Back to the Past

I was driving past the Plaza IGA — our ‘hometown grocery’, meaning, I guess, a monopoly for higher prices — when the transformer blew in a windstorm. The rest of the drive down to the tail end of the island was dark except for my headlights casting wild beams on tormented branches and roadside bushes come to life like amphetamine goblins. It would be a long time before PUD got around to us, that was a given.

Slipping off the grid for a few days hurtles us back to the early years here. Ordinary life comes to a sudden stop. No more TV, no more internet, no phone calls, no e-mails. The world shrinks inward, lanterns come out, candles are lit, the homefires are kept burning. All those devices we amuse ourselves with to ‘pass the time’ are put on the backburner, the one that operated on electricity but doesn’t now.

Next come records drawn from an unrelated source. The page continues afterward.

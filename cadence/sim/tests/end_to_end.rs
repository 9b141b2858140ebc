//! End-to-end rate-monotonic scenario

use cadence_core::Duration;
use cadence_sched::{Scheduler, SchedulerConfig, TaskConfig};
use cadence_sim::jobs::FixedCostJob;
use cadence_sim::SimKernel;
use cadence_trace::TraceRecord;

#[test]
fn two_task_set_runs_without_timing_errors() {
    let sched = Scheduler::new(SchedulerConfig::new());
    let kernel = SimKernel::new();
    kernel.attach(&sched);

    let j1: &'static FixedCostJob = Box::leak(Box::new(FixedCostJob::new(5)));
    let j2: &'static FixedCostJob = Box::leak(Box::new(FixedCostJob::new(8)));

    let t1 = sched
        .register_periodic(
            j1,
            TaskConfig::new("t1", Duration::from_ticks(50)).with_budget(Duration::from_ticks(10)),
        )
        .unwrap();
    let t2 = sched
        .register_periodic(
            j2,
            TaskConfig::new("t2", Duration::from_ticks(100)).with_budget(Duration::from_ticks(20)),
        )
        .unwrap();

    sched.start(&kernel).unwrap();

    // Releases land on multiples of 50 and 100; stopping one tick short of
    // 500 keeps the release at tick 500 from starting an 11th activation.
    kernel.run_ticks(499);

    let s1 = sched.task_stats(t1).unwrap();
    let s2 = sched.task_stats(t2).unwrap();
    assert!(s1.priority > s2.priority);

    assert_eq!(j1.activations(), 10);
    assert_eq!(j2.activations(), 5);

    let mut misses = 0;
    let mut overruns = 0;
    cadence_trace::drain(|record| match record {
        TraceRecord::DeadlineMissed { .. } => misses += 1,
        TraceRecord::BudgetExceeded { .. } => overruns += 1,
        _ => {}
    });
    assert_eq!(misses, 0);
    assert_eq!(overruns, 0);
}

Most of the neighbors have invested in generators. Fifteen minutes after the power blows, the ‘hood here sounds like a hornets’ nest hit with a baseball bat. For them the diversions halt briefly. For us, it’s a few days of nostalgia, memories of wild howlers, crashing waves, trees toppled, neighbors comparing damage, the whine of chainsaws up and down the highway.

We read books we hadn’t finished, play instruments that sat for too long, stoke the stoves, carry water, talk, go for walks. It’s 1977 down at the wild South End once again. A time before cellphones and computers. A time only 40 years or so ago. But the world has changed. Not the way it did with our parents or grandparents. It changed completely.

Me, I like knowing no matter how inexorable its march into a digital future is, it can stop dead in its tracks, if briefly. But it feels like time has stopped and the natural world has reasserted itself. Today, I spoze, we’ll go back to the Future. If nothing else, we won’t have to listen to a dozen damn generators.